Neumann: Wir haben direkt nach den Sommerferien angefangen, das Weihnachtsrepertoire – also auch die erste Kantate des Oratoriums – einzuüben.

Kulturportal: Wie oft proben die Chöre?

Skobowsky: Unsere Chöre treffen sich einmal wöchentlich für zwei Übungsstunden. Manchmal kommen noch Probentage oder ein Chorwochenende hinzu.

Kulturportal: Für das Bach-Oratorium brauchen Sie zusätzlich Instrumentalisten und Gesangssolisten.

Skobowsky: Gut, dass Sie das ansprechen. Zu so einem Auftritt gehört noch weit mehr als die Chorproben. Die Planungen beginnen deshalb anderthalb bis zwei Jahre vorher. Allein die Auswahl der Gesangssolisten nimmt viel Zeit in Anspruch. Ich wähle immer erst einen Sänger aus und schreibe ihn an. Wenn ich von diesem Kandidaten eine Zusage erhalte, suche ich die anderen aus. Beim Weihnachtsoratorium von Johann Sebastian Bach sind es vier Solisten – die vier müssen zueinander passen!

Neumann: Ich habe mir eine Liste mit Solisten angelegt, auf die ich zurückgreife. Da stehen Leute drauf, die man schon mal in einem Konzert gehört hat. Welche Sänger man dann auswählt, kommt immer auch auf das Stück an – ob es sich beispielsweise um eine Komposition aus dem Barock oder der Romantik handelt.

Kulturportal: Das klingt anstrengend. Und wie gehen Sie bei der Auswahl der Instrumentalisten vor.

Skobowsky: Das ist etwas einfacher. Da bucht man ein festes Ensemble und legt fest, welche Besetzung man haben will.

Kulturportal: Das Weihnachtsoratorium ist für Sie beide kein musikalisches Neuland. Empfinden Sie das als Vorteil?

Skobowsky: Nein. Wiederaufnahmen sind nicht unbedingt leichter. Schließlich entwickelt man sich musikalisch weiter. Richtig schwierig kann es werden, wenn der Chor die Vorstellungen des Vorgängers noch im Ohr hat.

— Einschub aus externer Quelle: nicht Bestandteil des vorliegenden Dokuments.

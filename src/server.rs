//! Server module for managing HTTP server lifecycle
//!
//! This module handles server initialization, startup, and graceful shutdown.
//! One [`CancellationToken`] ties shutdown together: the signal handler
//! cancels it, which stops the task workers and the chat hub while axum
//! drains open connections.

use tokio::net::TcpListener;
use tokio::signal;
use tokio_util::sync::CancellationToken;

use crate::api::routes::create_router;
use crate::chat::ChatHub;
use crate::config::{Environment, Settings, StoreBackend};
use crate::db::run_pending_migrations;
use crate::repositories::Repositories;
use crate::services::Services;
use crate::state::AppState;
use crate::tasks::{TaskQueue, TaskWorkers};

/// HTTP server manager
pub struct Server {
    settings: Settings,
}

/// Everything the router needs, plus the worker pool to join on shutdown.
pub struct Application {
    pub state: AppState,
    pub workers: TaskWorkers,
}

impl Application {
    /// Wire stores, services, the task queue and the chat hub from settings.
    ///
    /// On the postgres backend this connects (and migrates first when
    /// `database.auto_migrate` is set); the memory backend needs nothing.
    pub async fn build(settings: &Settings, shutdown: CancellationToken) -> anyhow::Result<Self> {
        if settings.database.backend == StoreBackend::Postgres && settings.database.auto_migrate {
            let applied = run_pending_migrations(&settings.database.url).await?;
            tracing::info!(count = applied.len(), "Pending migrations applied");
        }

        let (repos, db_pool) = Repositories::connect(&settings.database).await?;

        let (tasks, workers) = TaskQueue::start(&settings.tasks, shutdown.clone());
        let services = Services::new(repos, &settings.files, tasks);
        services.files.ensure_upload_dir().await?;

        let chat = ChatHub::start(&settings.chat, shutdown);

        Ok(Self {
            state: AppState::new(services, db_pool, chat),
            workers,
        })
    }
}

impl Server {
    /// Create a new server with the given settings
    pub fn new(settings: Settings) -> Self {
        Self { settings }
    }

    /// Start the server and run until a shutdown signal arrives.
    ///
    /// # Errors
    /// - Database connection or migration errors
    /// - Upload directory creation errors
    /// - Address binding errors
    /// - Server runtime errors
    pub async fn run(self) -> anyhow::Result<()> {
        let settings = &self.settings;

        tracing::info!(
            app_name = %settings.application.name,
            app_version = %settings.application.version,
            environment = %Environment::from_env().as_str(),
            "Application starting"
        );

        tracing::info!(
            host = %settings.server.host,
            port = settings.server.port,
            cors_origins = ?settings.server.cors_origins,
            "Server configuration loaded"
        );

        // No URL here: it may carry credentials
        tracing::info!(
            backend = ?settings.database.backend,
            max_connections = settings.database.max_connections,
            auto_migrate = settings.database.auto_migrate,
            "Database configuration loaded"
        );

        tracing::info!(
            upload_dir = %settings.files.upload_dir,
            max_upload_size = settings.files.max_upload_size,
            workers = settings.tasks.workers,
            queue_capacity = settings.tasks.queue_capacity,
            "Files and tasks configuration loaded"
        );

        let shutdown = CancellationToken::new();
        let app = Application::build(settings, shutdown.clone()).await?;
        tracing::info!("Application state created");

        let router = create_router(app.state, &settings.server);

        let address = settings.server.address();
        let listener = TcpListener::bind(&address).await.map_err(|e| {
            tracing::error!(error = %e, address = %address, "Failed to bind to address");
            anyhow::anyhow!("Failed to bind to {}: {}", address, e)
        })?;

        tracing::info!(address = %address, "Server listening");

        let served = axum::serve(listener, router)
            .with_graceful_shutdown(shutdown_signal(shutdown.clone()))
            .await;

        // Also reached when serve fails, so workers never outlive the server
        shutdown.cancel();
        app.workers.join().await;
        served?;

        tracing::info!("Server shutdown complete");

        Ok(())
    }
}

/// Waits for Ctrl+C or SIGTERM, then cancels `shutdown`.
///
/// A handler that cannot be installed is logged and never fires; the other
/// one still can.
async fn shutdown_signal(shutdown: CancellationToken) {
    let ctrl_c = async {
        if let Err(e) = signal::ctrl_c().await {
            tracing::error!(error = %e, "Failed to install Ctrl+C handler");
            std::future::pending::<()>().await;
        }
    };

    #[cfg(unix)]
    let terminate = async {
        match signal::unix::signal(signal::unix::SignalKind::terminate()) {
            Ok(mut sigterm) => {
                sigterm.recv().await;
            }
            Err(e) => {
                tracing::error!(error = %e, "Failed to install SIGTERM handler");
                std::future::pending::<()>().await;
            }
        }
    };

    #[cfg(not(unix))]
    let terminate = std::future::pending::<()>();

    tokio::select! {
        _ = ctrl_c => {
            tracing::info!("Received Ctrl+C, initiating graceful shutdown");
        }
        _ = terminate => {
            tracing::info!("Received SIGTERM, initiating graceful shutdown");
        }
        _ = shutdown.cancelled() => {}
    }

    shutdown.cancel();
}
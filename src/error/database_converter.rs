use diesel::result::{DatabaseErrorInformation, DatabaseErrorKind, Error as DieselError};

use crate::error::constraint_parser::{Violation, ViolationContext};
use crate::error::{AppError, ConstraintParser};

/// Converts Diesel errors into [`AppError`] variants.
///
/// Constraint violations become `Duplicate` or `Validation` when the parser can
/// name the offending field; everything else is a `Database` error carrying
/// the operation that failed.
pub struct DatabaseErrorConverter;

impl DatabaseErrorConverter {
    pub fn convert_diesel_error(error: DieselError, operation: &str) -> AppError {
        match error {
            DieselError::DatabaseError(kind, info) => {
                Self::convert_database_error(kind, info.as_ref(), operation)
            }
            DieselError::NotFound => AppError::NotFound {
                entity: "resource".to_string(),
                field: "id".to_string(),
                value: "unknown".to_string(),
            },
            other => AppError::Database {
                operation: operation.to_string(),
                source: anyhow::Error::from(other),
            },
        }
    }

    fn convert_database_error(
        kind: DatabaseErrorKind,
        info: &(dyn DatabaseErrorInformation + Send + Sync),
        operation: &str,
    ) -> AppError {
        let ctx = ViolationContext::from_info(info);
        let violation = ConstraintParser::parse(&ctx);

        match (kind, violation) {
            (DatabaseErrorKind::UniqueViolation, Some(Violation { entity, field, value })) => {
                AppError::Duplicate {
                    entity,
                    field,
                    value: value.unwrap_or_else(|| "duplicate value".to_string()),
                }
            }
            (DatabaseErrorKind::NotNullViolation, Some(Violation { entity, field, .. })) => {
                AppError::Validation {
                    field,
                    reason: format!("Field is required for {}", entity),
                }
            }
            (DatabaseErrorKind::ForeignKeyViolation, Some(Violation { entity, field, value })) => {
                AppError::Validation {
                    field,
                    reason: match value {
                        Some(value) => {
                            format!("Invalid reference from {} with value '{}'", entity, value)
                        }
                        None => format!("Invalid reference from {}", entity),
                    },
                }
            }
            (DatabaseErrorKind::CheckViolation, Some(Violation { entity, field, .. })) => {
                AppError::Validation {
                    field,
                    reason: format!("Check constraint failed for {}", entity),
                }
            }
            (kind, _) => AppError::Database {
                operation: operation.to_string(),
                source: anyhow::anyhow!("{:?}: {}", kind, info.message()),
            },
        }
    }
}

Neumann: Was bei mir der Fall war…

Skobowsky: Eigentlich sollte man so ein Stück dann möglichst lange liegen lassen.

Neumann: Sie liefern als neuer Dirigent nicht nur eine andere Interpretation, sondern auch eine andere Körpersprache. Es braucht Zeit, bis die Sänger erkennen, was man von ihnen will. Manchmal läuft eine Probe überhaupt nicht. Doch das Bemerkenswerte ist, dass der Chor dann häufig eine Woche später einen Riesenschritt nach vorne macht.

Skobowsky: Nach zehn Jahren habe ich natürlich großes Vertrauen in meine Chöre. Selbst wenn ich bei der vorletzten Probe merke, dass es knapp wird, kann ich mich auf sie verlassen.